§ **ACTIVITY**
Using the records below, quote only the span that opens with the line containing "current site base." and closes with the line containing "fn clean_request_path(raw: &str)", exactly and inclusively.

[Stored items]
---

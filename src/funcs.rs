// Copyright 2020 CoD Team

//! Number-theoretic functions built on [`Integer`] arithmetic.

use crate::int::Integer;

/// Computes the greatest common divisor of two integers.
///
/// The result is always non-negative; `gcd(a, 0)` is `|a|`, and
/// `gcd(0, 0)` is zero.
///
/// # Examples
///
/// ```
/// use decint::funcs::gcd;
/// use decint::Integer;
///
/// let a = Integer::from(12);
/// let b = Integer::from(-18);
/// assert_eq!(gcd(&a, &b).to_string(), "6");
/// ```
pub fn gcd(a: &Integer, b: &Integer) -> Integer {
    let mut a = a.abs();
    let mut b = b.abs();

    while !b.is_zero() {
        let r = &a % &b;
        a = b;
        b = r;
    }

    a
}

/// Computes the greatest common divisor of a sequence of integers.
///
/// An empty slice yields zero, the identity of `gcd`.
pub fn gcd_all(values: &[Integer]) -> Integer {
    values
        .iter()
        .fold(Integer::zero(), |acc, val| gcd(&acc, val))
}

/// Computes `n!`, the product of the integers from `1` to `n`.
///
/// `factorial(0)` is `1`, the empty product.
pub fn factorial(n: u8) -> Integer {
    let mut result = Integer::one();
    for i in 2..=u16::from(n) {
        result *= Integer::from(i);
    }
    result
}

/// Computes the falling factorial `x * (x - 1) * ... * (x - n + 1)`,
/// a product of `n` descending factors starting at `x`.
///
/// When `n` exceeds `x` a zero factor would be reached, so the result
/// is zero.
pub fn factorial_falling(x: u8, n: u8) -> Integer {
    if n > x {
        return Integer::zero();
    }

    let x = u16::from(x);
    let mut result = Integer::from(x);
    for i in 1..u16::from(n) {
        result *= Integer::from(x - i);
    }
    result
}

/// Computes the rising factorial `x * (x + 1) * ... * (x + n - 1)`,
/// a product of `n` ascending factors starting at `x`.
pub fn factorial_rising(x: u8, n: u8) -> Integer {
    let x = u16::from(x);
    let mut result = Integer::from(x);
    for i in 1..u16::from(n) {
        result *= Integer::from(x + i);
    }
    result
}

/// Computes `2^n` by repeated doubling.
pub fn pow2(n: u8) -> Integer {
    let two = Integer::from(2);
    let mut result = Integer::one();
    for _ in 0..n {
        result *= &two;
    }
    result
}
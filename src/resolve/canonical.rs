//! Canonical URL resolution.

use crate::context::RenderContext;
use crate::debug;
use crate::host::{ElementSource, RequestInfo, UrlBuilder};
use crate::html;
use crate::settings::Settings;

use percent_encoding::percent_decode_str;

/// Resolve the canonical URL for the current render.
///
/// Strict precedence: literal override, then the subject element's intrinsic
/// URL, then a best-effort cleanup of the raw request path. Absences fall
/// through silently; this never fails.
pub fn canonical_url<H>(host: &H, ctx: &RenderContext, settings: &Settings) -> String
where
    H: ElementSource + RequestInfo + UrlBuilder,
{
    // The context's config patch shadows settings here too, although no
    // current setting changes canonical output.
    let _settings = super::effective_settings(settings, ctx);

    if let Some(url) = ctx.overrides().and_then(|seo| seo.canonical()) {
        return url.to_string();
    }

    let element = super::subject_element(host, ctx);
    if let Some(url) = element.as_ref().and_then(|e| e.url()) {
        return url.to_string();
    }

    // No element with a URL of its own; clean the raw request path and
    // rebuild it against the current site base.
    let path = clean_request_path(&host.full_path());
    debug!("resolve"; "canonical falls back to request path `{path}`");
    host.url(&path)
}

/// Decode a raw request path and strip any markup it carries.
fn clean_request_path(raw: &str) -> String {
    let decoded = percent_decode_str(raw)
        .decode_utf8()
        .map(|s| s.into_owned())
        .unwrap_or_else(|_| raw.to_string());
    let decoded = html::decode_entities(&decoded);
    html::strip_tags(&decoded).into_owned()
}
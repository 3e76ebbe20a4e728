//! URL construction error types.

use crate::site::SiteId;
use thiserror::Error;

/// Errors from the host's site-scoped URL builder.
///
/// These never propagate out of the resolvers: the affected entry is logged
/// and dropped while resolution of other entries continues.
#[derive(Debug, Error)]
pub enum UrlError {
    #[error("unknown site id `{0}`")]
    UnknownSite(SiteId),

    #[error("site id `{0}` has no base URL configured")]
    MissingBaseUrl(SiteId),

    #[error("invalid URL for site id `{site}`")]
    InvalidUrl {
        site: SiteId,
        #[source]
        source: url::ParseError,
    },
}
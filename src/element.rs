//! Matched content element snapshot.

use std::fmt;

/// Element identity within the host's content store.
#[derive(Debug, Clone, Copy, PartialEq, Eq, Hash, PartialOrd, Ord)]
pub struct ElementId(pub u64);

impl fmt::Display for ElementId {
    fn fmt(&self, f: &mut fmt::Formatter<'_>) -> fmt::Result {
        write!(f, "{}", self.0)
    }
}

/// Snapshot of a content element being rendered.
///
/// The element is opaque to this crate beyond its identity and an optional
/// intrinsic URL (an element without its own URL falls through to the
/// request-path canonical).
#[derive(Debug, Clone, PartialEq, Eq)]
pub struct Element {
    pub id: ElementId,
    url: Option<String>,
}

impl Element {
    pub fn new(id: u64) -> Self {
        Self {
            id: ElementId(id),
            url: None,
        }
    }

    pub fn with_url(mut self, url: impl Into<String>) -> Self {
        self.url = Some(url.into());
        self
    }

    /// The element's intrinsic URL, if it has a non-empty one.
    #[inline]
    pub fn url(&self) -> Option<&str> {
        self.url.as_deref().filter(|u| !u.is_empty())
    }
}
//! Logging utilities with colored output.
//!
//! This module provides the `log!` macro for formatted terminal output with
//! colored module prefixes, and a `debug!` variant gated on a global verbose
//! flag. Hosts that want resolution failures routed elsewhere implement
//! [`crate::host::Logger`] instead; its default method writes through `log!`.
//!
//! # Example
//!
//! ```ignore
//! log!("resolve"; "built {} alternate URLs", count);
//! debug!("alternate"; "element {} not published in site `{}`", id, handle);
//! ```

use crossterm::{
    execute,
    terminal::{Clear, ClearType},
};
use owo_colors::OwoColorize;
use std::{
    io::{Write, stdout},
    sync::atomic::{AtomicBool, Ordering},
};

/// Global verbose flag (set by the embedding application)
static VERBOSE: AtomicBool = AtomicBool::new(false);

/// Set verbose mode globally
pub fn set_verbose(v: bool) {
    VERBOSE.store(v, Ordering::SeqCst);
}

/// Check if verbose mode is enabled
pub fn is_verbose() -> bool {
    VERBOSE.load(Ordering::SeqCst)
}

// ============================================================================
// Log Macros
// ============================================================================

/// Log a message with a colored module prefix
///
/// # Usage
/// ```ignore
/// log!("module"; "message with {} formatting", args);
/// ```
#[macro_export]
macro_rules! log {
    ($module:expr; $($arg:tt)*) => {{
        $crate::logger::log($module, &format!($($arg)*))
    }};
}

/// Log a debug message (only shown when verbose mode is enabled)
///
/// # Usage
/// ```ignore
/// debug!("module"; "debug info: {}", value);
/// ```
#[macro_export]
macro_rules! debug {
    ($module:expr; $($arg:tt)*) => {{
        if $crate::logger::is_verbose() {
            $crate::logger::log($module, &format!($($arg)*))
        }
    }};
}

// ============================================================================
// Helper Functions
// ============================================================================

/// Log a message with a colored module prefix
#[inline]
pub fn log(module: &str, message: &str) {
    let module_lower = module.to_ascii_lowercase();
    let prefix = colorize_prefix(module, &module_lower);

    let mut stdout = stdout().lock();
    execute!(stdout, Clear(ClearType::UntilNewLine)).ok();
    writeln!(stdout, "{prefix} {message}").ok();
    stdout.flush().ok();
}

/// Apply color to a module prefix based on module type
#[inline]
fn colorize_prefix(module: &str, module_lower: &str) -> String {
    let prefix = format!("[{module}]");
    match module_lower {
        "resolve" => prefix.bright_blue().bold().to_string(),
        "error" => prefix.bright_red().bold().to_string(),
        _ => prefix.bright_yellow().bold().to_string(),
    }
}

// ============================================================================
// Tests
// ============================================================================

---

§ **TASK OUTPUT**
    // rebuild it against the current site base.
    let path = clean_request_path(&host.full_path());
    debug!("resolve"; "canonical falls back to request path `{path}`");
    host.url(&path)
}

/// Decode a raw request path and strip any markup it carries.
fn clean_request_path(raw: &str) -> String {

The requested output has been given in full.